**Task directions:**
Output each record below exactly, and include all of them.
────────────────────
//! In-memory source fakes
//!
//! Deterministic stand-ins for the catalog, credit and web clients. Each
//! one can be switched "offline" to behave like a client that exhausted
//! its retries.

use async_trait::async_trait;
use meridian::graph::Graph;
use meridian::source::{
    CatalogAlbum, CatalogArtist, CatalogSource, CatalogTrack, CreditHit, CreditProfile, CreditRef,
    CreditSource, SearchSnippet, TrackAlbumRef, TrackArtistRef, WebSearch,
};
use meridian::{Anchor, AxisEngine, AxisError, AxisKind, AxisReport};
use std::collections::HashMap;
use std::sync::atomic::{AtomicUsize, Ordering};

#[derive(Default)]
pub struct FakeCatalog {
    pub artists: Vec<CatalogArtist>,
    pub tracks: Vec<CatalogTrack>,
    pub related: HashMap<u64, Vec<CatalogArtist>>,
    pub albums: HashMap<u64, Vec<CatalogAlbum>>,
    pub album_tracks: HashMap<u64, Vec<CatalogTrack>>,
    pub offline: bool,
}

impl FakeCatalog {
    pub fn offline() -> Self {
        Self {
            offline: true,
            ..Default::default()
        }
    }

    pub fn with_artist(mut self, id: u64, name: &str) -> Self {
        self.artists.push(CatalogArtist {
            id,
            name: name.to_string(),
            picture: None,
        });
        self
    }

    pub fn with_track(mut self, id: u64, artist: &str, title: &str, album: &str, released: &str) -> Self {
        self.tracks.push(track(id, artist, title, album, released));
        self
    }

    pub fn with_related(mut self, artist_id: u64, related: &[(u64, &str)]) -> Self {
        self.related.insert(
            artist_id,
            related
                .iter()
                .map(|(id, name)| CatalogArtist {
                    id: *id,
                    name: name.to_string(),
                    picture: None,
                })
                .collect(),
        );
        self
    }
}

pub fn track(id: u64, artist: &str, title: &str, album: &str, released: &str) -> CatalogTrack {
    CatalogTrack {
        id,
        title: title.to_string(),
        duration: Some(240),
        artist: Some(TrackArtistRef {
            name: artist.to_string(),
        }),
        album: Some(TrackAlbumRef {
            title: album.to_string(),
            release_date: Some(released.to_string()),
            cover: None,
        }),
    }
}

#[async_trait]
impl CatalogSource for FakeCatalog {
    async fn search_artist(&self, query: &str) -> Option<CatalogArtist> {
        if self.offline {
            return None;
        }
        let query = query.trim().to_lowercase();
        self.artists
            .iter()
            .find(|a| a.name.to_lowercase() == query)
            .cloned()
    }

    async fn search_track(&self, query: &str) -> Option<CatalogTrack> {
        if self.offline {
            return None;
        }
        let query = query.to_lowercase();
        self.tracks
            .iter()
            .find(|t| query.contains(&t.title.to_lowercase()))
            .cloned()
    }

    async fn related_to(&self, artist_id: u64, limit: usize) -> Option<Vec<CatalogArtist>> {
        if self.offline {
            return None;
        }
        let related = self.related.get(&artist_id).cloned().unwrap_or_default();
        Some(related.into_iter().take(limit).collect())
    }

    async fn albums_of(&self, artist_id: u64, limit: usize) -> Option<Vec<CatalogAlbum>> {
        if self.offline {
            return None;
        }
        let albums = self.albums.get(&artist_id).cloned().unwrap_or_default();
        Some(albums.into_iter().take(limit).collect())
    }

    async fn tracks_of(&self, album_id: u64, limit: usize) -> Option<Vec<CatalogTrack>> {
        if self.offline {
            return None;
        }
        let tracks = self.album_tracks.get(&album_id).cloned().unwrap_or_default();
        Some(tracks.into_iter().take(limit).collect())
    }
}

#[derive(Default)]
pub struct FakeCredits {
    hits: HashMap<String, Vec<CreditHit>>,
    profiles: HashMap<u64, CreditProfile>,
}

fn credit_refs(refs: &[(u64, &str)]) -> Vec<CreditRef> {
    refs.iter()
        .map(|(id, name)| CreditRef {
            id: *id,
            name: name.to_string(),
            active: Some(true),
        })
        .collect()
}

impl FakeCredits {
    /// Register a searchable profile.
    pub fn with_profile(
        mut self,
        id: u64,
        name: &str,
        members: &[(u64, &str)],
        groups: &[(u64, &str)],
    ) -> Self {
        self.hits
            .entry(name.to_lowercase())
            .or_default()
            .push(CreditHit {
                id,
                name: name.to_string(),
            });
        self.profiles.insert(
            id,
            CreditProfile {
                name: name.to_string(),
                members: credit_refs(members),
                groups: credit_refs(groups),
            },
        );
        self
    }
}

#[async_trait]
impl CreditSource for FakeCredits {
    async fn search_by_name(&self, name: &str) -> Option<Vec<CreditHit>> {
        Some(self.hits.get(&name.to_lowercase()).cloned().unwrap_or_default())
    }

    async fn profile(&self, id: u64) -> Option<CreditProfile> {
        self.profiles.get(&id).cloned()
    }
}

/// A credit database that is always down
#[derive(Default)]
pub struct FailingCredits {
    pub calls: AtomicUsize,
}

impl FailingCredits {
    pub fn calls(&self) -> usize {
        self.calls.load(Ordering::SeqCst)
    }
}

#[async_trait]
impl CreditSource for FailingCredits {
    async fn search_by_name(&self, _name: &str) -> Option<Vec<CreditHit>> {
        self.calls.fetch_add(1, Ordering::SeqCst);
        None
    }

    async fn profile(&self, _id: u64) -> Option<CreditProfile> {
        self.calls.fetch_add(1, Ordering::SeqCst);
        None
    }
}

#[derive(Default)]
pub struct FakeWeb {
    results: Option<Vec<SearchSnippet>>,
}

impl FakeWeb {
    pub fn offline() -> Self {
        Self { results: None }
    }

    pub fn with_snippets(snippets: &[(&str, &str)]) -> Self {
        Self {
            results: Some(
                snippets
                    .iter()
                    .map(|(title, snippet)| SearchSnippet {
                        title: title.to_string(),
                        snippet: snippet.to_string(),
                        link: None,
                    })
                    .collect(),
            ),
        }
    }
}

#[async_trait]
impl WebSearch for FakeWeb {
    async fn search(&self, _query: &str) -> Option<Vec<SearchSnippet>> {
        self.results.clone()
    }
}

/// An axis whose every run fails
pub struct FailingAxis(pub AxisKind);

#[async_trait]
impl AxisEngine for FailingAxis {
    fn kind(&self) -> AxisKind {
        self.0
    }

    async fn run(&self, _anchor: &Anchor, _graph: &mut Graph) -> Result<AxisReport, AxisError> {
        Err(AxisError::Internal("exploded".into()))
    }
}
────────────────────
**Task output:**
//! In-memory source fakes
//!
//! Deterministic stand-ins for the catalog, credit and web clients. Each
//! one can be switched "offline" to behave like a client that exhausted
//! its retries.

use async_trait::async_trait;
use meridian::graph::Graph;
use meridian::source::{
    CatalogAlbum, CatalogArtist, CatalogSource, CatalogTrack, CreditHit, CreditProfile, CreditRef,
    CreditSource, SearchSnippet, TrackAlbumRef, TrackArtistRef, WebSearch,
};
use meridian::{Anchor, AxisEngine, AxisError, AxisKind, AxisReport};
use std::collections::HashMap;
use std::sync::atomic::{AtomicUsize, Ordering};

#[derive(Default)]
pub struct FakeCatalog {
    pub artists: Vec<CatalogArtist>,
    pub tracks: Vec<CatalogTrack>,
    pub related: HashMap<u64, Vec<CatalogArtist>>,
    pub albums: HashMap<u64, Vec<CatalogAlbum>>,
    pub album_tracks: HashMap<u64, Vec<CatalogTrack>>,
    pub offline: bool,
}

impl FakeCatalog {
    pub fn offline() -> Self {
        Self {
            offline: true,
            ..Default::default()
        }
    }

    pub fn with_artist(mut self, id: u64, name: &str) -> Self {
        self.artists.push(CatalogArtist {
            id,
            name: name.to_string(),
            picture: None,
        });
        self
    }

    pub fn with_track(mut self, id: u64, artist: &str, title: &str, album: &str, released: &str) -> Self {
        self.tracks.push(track(id, artist, title, album, released));
        self
    }

    pub fn with_related(mut self, artist_id: u64, related: &[(u64, &str)]) -> Self {
        self.related.insert(
            artist_id,
            related
                .iter()
                .map(|(id, name)| CatalogArtist {
                    id: *id,
                    name: name.to_string(),
                    picture: None,
                })
                .collect(),
        );
        self
    }
}

pub fn track(id: u64, artist: &str, title: &str, album: &str, released: &str) -> CatalogTrack {
    CatalogTrack {
        id,
        title: title.to_string(),
        duration: Some(240),
        artist: Some(TrackArtistRef {
            name: artist.to_string(),
        }),
        album: Some(TrackAlbumRef {
            title: album.to_string(),
            release_date: Some(released.to_string()),
            cover: None,
        }),
    }
}

#[async_trait]
impl CatalogSource for FakeCatalog {
    async fn search_artist(&self, query: &str) -> Option<CatalogArtist> {
        if self.offline {
            return None;
        }
        let query = query.trim().to_lowercase();
        self.artists
            .iter()
            .find(|a| a.name.to_lowercase() == query)
            .cloned()
    }

    async fn search_track(&self, query: &str) -> Option<CatalogTrack> {
        if self.offline {
            return None;
        }
        let query = query.to_lowercase();
        self.tracks
            .iter()
            .find(|t| query.contains(&t.title.to_lowercase()))
            .cloned()
    }

    async fn related_to(&self, artist_id: u64, limit: usize) -> Option<Vec<CatalogArtist>> {
        if self.offline {
            return None;
        }
        let related = self.related.get(&artist_id).cloned().unwrap_or_default();
        Some(related.into_iter().take(limit).collect())
    }

    async fn albums_of(&self, artist_id: u64, limit: usize) -> Option<Vec<CatalogAlbum>> {
        if self.offline {
            return None;
        }
        let albums = self.albums.get(&artist_id).cloned().unwrap_or_default();
        Some(albums.into_iter().take(limit).collect())
    }

    async fn tracks_of(&self, album_id: u64, limit: usize) -> Option<Vec<CatalogTrack>> {
        if self.offline {
            return None;
        }
        let tracks = self.album_tracks.get(&album_id).cloned().unwrap_or_default();
        Some(tracks.into_iter().take(limit).collect())
    }
}

#[derive(Default)]
pub struct FakeCredits {
    hits: HashMap<String, Vec<CreditHit>>,
    profiles: HashMap<u64, CreditProfile>,
}

fn credit_refs(refs: &[(u64, &str)]) -> Vec<CreditRef> {
    refs.iter()
        .map(|(id, name)| CreditRef {
            id: *id,
            name: name.to_string(),
            active: Some(true),
        })
        .collect()
}

impl FakeCredits {
    /// Register a searchable profile.
    pub fn with_profile(
        mut self,
        id: u64,
        name: &str,
        members: &[(u64, &str)],
        groups: &[(u64, &str)],
    ) -> Self {
        self.hits
            .entry(name.to_lowercase())
            .or_default()
            .push(CreditHit {
                id,
                name: name.to_string(),
            });
        self.profiles.insert(
            id,
            CreditProfile {
                name: name.to_string(),
                members: credit_refs(members),
                groups: credit_refs(groups),
            },
        );
        self
    }
}

#[async_trait]
impl CreditSource for FakeCredits {
    async fn search_by_name(&self, name: &str) -> Option<Vec<CreditHit>> {
        Some(self.hits.get(&name.to_lowercase()).cloned().unwrap_or_default())
    }

    async fn profile(&self, id: u64) -> Option<CreditProfile> {
        self.profiles.get(&id).cloned()
    }
}

/// A credit database that is always down
#[derive(Default)]
pub struct FailingCredits {
    pub calls: AtomicUsize,
}

impl FailingCredits {
    pub fn calls(&self) -> usize {
        self.calls.load(Ordering::SeqCst)
    }
}

#[async_trait]
impl CreditSource for FailingCredits {
    async fn search_by_name(&self, _name: &str) -> Option<Vec<CreditHit>> {
        self.calls.fetch_add(1, Ordering::SeqCst);
        None
    }

    async fn profile(&self, _id: u64) -> Option<CreditProfile> {
        self.calls.fetch_add(1, Ordering::SeqCst);
        None
    }
}

#[derive(Default)]
pub struct FakeWeb {
    results: Option<Vec<SearchSnippet>>,
}

impl FakeWeb {
    pub fn offline() -> Self {
        Self { results: None }
    }

    pub fn with_snippets(snippets: &[(&str, &str)]) -> Self {
        Self {
            results: Some(
                snippets
                    .iter()
                    .map(|(title, snippet)| SearchSnippet {
                        title: title.to_string(),
                        snippet: snippet.to_string(),
                        link: None,
                    })
                    .collect(),
            ),
        }
    }
}

#[async_trait]
impl WebSearch for FakeWeb {
    async fn search(&self, _query: &str) -> Option<Vec<SearchSnippet>> {
        self.results.clone()
    }
}

/// An axis whose every run fails
pub struct FailingAxis(pub AxisKind);

#[async_trait]
impl AxisEngine for FailingAxis {
    fn kind(&self) -> AxisKind {
        self.0
    }

    async fn run(&self, _anchor: &Anchor, _graph: &mut Graph) -> Result<AxisReport, AxisError> {
        Err(AxisError::Internal("exploded".into()))
    }
}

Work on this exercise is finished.